→ Work item: Output only the span of lines that begins at the line containing "use tower::ServiceBuilder;" and ends at the last line of the data, both included, exactly as they appear.

....

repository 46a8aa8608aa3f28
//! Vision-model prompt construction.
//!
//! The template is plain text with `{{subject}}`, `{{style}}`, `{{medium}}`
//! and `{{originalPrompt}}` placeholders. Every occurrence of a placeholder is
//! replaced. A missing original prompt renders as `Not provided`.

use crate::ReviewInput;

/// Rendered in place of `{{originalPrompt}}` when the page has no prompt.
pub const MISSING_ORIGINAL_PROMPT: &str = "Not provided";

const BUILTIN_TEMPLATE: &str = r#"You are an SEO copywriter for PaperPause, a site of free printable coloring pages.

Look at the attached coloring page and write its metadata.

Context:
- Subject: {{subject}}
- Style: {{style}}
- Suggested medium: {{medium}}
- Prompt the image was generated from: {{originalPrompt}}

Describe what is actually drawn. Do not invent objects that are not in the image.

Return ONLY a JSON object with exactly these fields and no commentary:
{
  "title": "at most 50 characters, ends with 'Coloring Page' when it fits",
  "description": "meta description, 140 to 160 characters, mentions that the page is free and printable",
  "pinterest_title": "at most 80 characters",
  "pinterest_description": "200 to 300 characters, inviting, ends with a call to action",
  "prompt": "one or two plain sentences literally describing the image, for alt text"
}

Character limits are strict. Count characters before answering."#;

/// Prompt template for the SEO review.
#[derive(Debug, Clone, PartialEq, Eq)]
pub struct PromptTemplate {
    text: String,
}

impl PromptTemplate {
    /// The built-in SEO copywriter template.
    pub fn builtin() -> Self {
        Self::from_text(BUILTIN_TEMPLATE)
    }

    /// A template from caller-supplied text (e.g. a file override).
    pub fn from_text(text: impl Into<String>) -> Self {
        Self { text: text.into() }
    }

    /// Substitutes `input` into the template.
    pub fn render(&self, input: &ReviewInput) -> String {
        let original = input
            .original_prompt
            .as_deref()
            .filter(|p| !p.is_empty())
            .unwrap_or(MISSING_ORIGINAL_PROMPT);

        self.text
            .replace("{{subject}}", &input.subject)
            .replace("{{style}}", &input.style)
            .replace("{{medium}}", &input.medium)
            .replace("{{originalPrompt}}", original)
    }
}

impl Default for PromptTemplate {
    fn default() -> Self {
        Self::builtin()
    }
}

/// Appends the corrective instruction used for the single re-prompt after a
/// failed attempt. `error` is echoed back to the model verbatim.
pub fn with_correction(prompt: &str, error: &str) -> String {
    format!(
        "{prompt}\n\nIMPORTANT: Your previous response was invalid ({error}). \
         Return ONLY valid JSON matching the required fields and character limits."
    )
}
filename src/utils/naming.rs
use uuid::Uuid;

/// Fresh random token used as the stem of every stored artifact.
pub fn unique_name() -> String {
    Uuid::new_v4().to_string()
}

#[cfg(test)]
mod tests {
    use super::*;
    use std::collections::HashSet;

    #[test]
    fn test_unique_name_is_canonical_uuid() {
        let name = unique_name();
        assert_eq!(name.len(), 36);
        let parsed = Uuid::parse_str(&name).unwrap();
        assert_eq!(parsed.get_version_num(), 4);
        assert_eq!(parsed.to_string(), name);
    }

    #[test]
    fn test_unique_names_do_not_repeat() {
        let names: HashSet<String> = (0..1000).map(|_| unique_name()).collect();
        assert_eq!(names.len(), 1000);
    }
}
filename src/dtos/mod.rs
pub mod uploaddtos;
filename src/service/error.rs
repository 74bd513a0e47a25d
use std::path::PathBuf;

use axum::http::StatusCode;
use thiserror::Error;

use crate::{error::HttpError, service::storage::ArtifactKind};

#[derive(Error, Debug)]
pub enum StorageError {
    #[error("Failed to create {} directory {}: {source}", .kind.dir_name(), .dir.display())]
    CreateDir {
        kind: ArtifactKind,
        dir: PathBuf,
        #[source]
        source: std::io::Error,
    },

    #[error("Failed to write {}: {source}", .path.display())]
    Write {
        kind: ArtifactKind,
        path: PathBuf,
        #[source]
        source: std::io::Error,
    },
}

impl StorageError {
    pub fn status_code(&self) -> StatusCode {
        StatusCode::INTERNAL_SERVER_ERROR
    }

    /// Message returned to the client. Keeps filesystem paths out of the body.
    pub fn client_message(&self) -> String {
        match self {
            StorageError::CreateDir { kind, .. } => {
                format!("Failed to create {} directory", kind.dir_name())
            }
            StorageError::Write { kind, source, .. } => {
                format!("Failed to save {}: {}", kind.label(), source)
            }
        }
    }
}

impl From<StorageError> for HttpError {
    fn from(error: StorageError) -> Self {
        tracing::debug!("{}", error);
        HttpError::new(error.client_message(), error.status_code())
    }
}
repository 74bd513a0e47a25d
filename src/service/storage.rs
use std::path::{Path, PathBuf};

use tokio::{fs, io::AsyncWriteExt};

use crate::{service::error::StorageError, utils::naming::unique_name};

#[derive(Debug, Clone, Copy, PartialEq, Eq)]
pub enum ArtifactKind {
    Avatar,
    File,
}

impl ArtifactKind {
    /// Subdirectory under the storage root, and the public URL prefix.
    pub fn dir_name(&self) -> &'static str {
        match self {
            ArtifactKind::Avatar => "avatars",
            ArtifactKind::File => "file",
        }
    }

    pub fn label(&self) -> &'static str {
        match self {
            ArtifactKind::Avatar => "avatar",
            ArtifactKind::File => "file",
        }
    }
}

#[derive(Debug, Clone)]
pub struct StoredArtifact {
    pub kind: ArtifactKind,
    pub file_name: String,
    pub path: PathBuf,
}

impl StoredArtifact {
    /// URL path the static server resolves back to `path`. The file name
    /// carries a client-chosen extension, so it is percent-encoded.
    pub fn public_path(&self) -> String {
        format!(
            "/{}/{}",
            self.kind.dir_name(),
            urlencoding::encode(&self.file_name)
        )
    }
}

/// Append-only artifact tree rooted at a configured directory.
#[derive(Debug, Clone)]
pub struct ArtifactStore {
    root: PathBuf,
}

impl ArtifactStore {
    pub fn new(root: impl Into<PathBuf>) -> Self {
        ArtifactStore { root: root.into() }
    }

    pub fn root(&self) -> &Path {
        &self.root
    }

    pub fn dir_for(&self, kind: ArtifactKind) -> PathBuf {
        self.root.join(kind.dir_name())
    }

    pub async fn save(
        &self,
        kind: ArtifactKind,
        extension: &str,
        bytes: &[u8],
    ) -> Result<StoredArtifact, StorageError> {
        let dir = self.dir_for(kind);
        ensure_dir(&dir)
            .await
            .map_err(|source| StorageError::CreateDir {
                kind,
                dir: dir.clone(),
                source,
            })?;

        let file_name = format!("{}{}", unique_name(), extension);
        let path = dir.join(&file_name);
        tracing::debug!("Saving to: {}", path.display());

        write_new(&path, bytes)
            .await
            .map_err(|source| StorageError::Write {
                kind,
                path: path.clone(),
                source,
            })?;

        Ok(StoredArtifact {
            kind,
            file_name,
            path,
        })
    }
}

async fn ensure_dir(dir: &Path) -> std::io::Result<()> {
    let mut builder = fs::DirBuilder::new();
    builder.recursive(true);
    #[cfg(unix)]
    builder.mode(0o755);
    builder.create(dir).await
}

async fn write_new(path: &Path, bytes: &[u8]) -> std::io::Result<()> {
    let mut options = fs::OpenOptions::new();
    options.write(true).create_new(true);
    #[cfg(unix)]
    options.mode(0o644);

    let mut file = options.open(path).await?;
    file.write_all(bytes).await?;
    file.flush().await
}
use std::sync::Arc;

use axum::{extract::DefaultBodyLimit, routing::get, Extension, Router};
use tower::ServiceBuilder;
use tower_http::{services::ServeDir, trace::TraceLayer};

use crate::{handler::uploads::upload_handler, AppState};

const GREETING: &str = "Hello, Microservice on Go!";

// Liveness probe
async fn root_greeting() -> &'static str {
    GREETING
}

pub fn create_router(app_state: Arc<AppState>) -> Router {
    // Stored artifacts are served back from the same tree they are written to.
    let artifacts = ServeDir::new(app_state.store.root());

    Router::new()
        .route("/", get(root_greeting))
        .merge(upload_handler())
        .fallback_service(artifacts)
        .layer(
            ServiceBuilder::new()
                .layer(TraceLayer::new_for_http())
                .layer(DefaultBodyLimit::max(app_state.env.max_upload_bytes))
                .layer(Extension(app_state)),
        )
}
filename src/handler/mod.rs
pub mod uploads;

....

→ Task result:
use tower::ServiceBuilder;
use tower_http::{services::ServeDir, trace::TraceLayer};

use crate::{handler::uploads::upload_handler, AppState};

const GREETING: &str = "Hello, Microservice on Go!";

// Liveness probe
async fn root_greeting() -> &'static str {
    GREETING
}

pub fn create_router(app_state: Arc<AppState>) -> Router {
    // Stored artifacts are served back from the same tree they are written to.
    let artifacts = ServeDir::new(app_state.store.root());

    Router::new()
        .route("/", get(root_greeting))
        .merge(upload_handler())
        .fallback_service(artifacts)
        .layer(
            ServiceBuilder::new()
                .layer(TraceLayer::new_for_http())
                .layer(DefaultBodyLimit::max(app_state.env.max_upload_bytes))
                .layer(Extension(app_state)),
        )
}
filename src/handler/mod.rs
pub mod uploads;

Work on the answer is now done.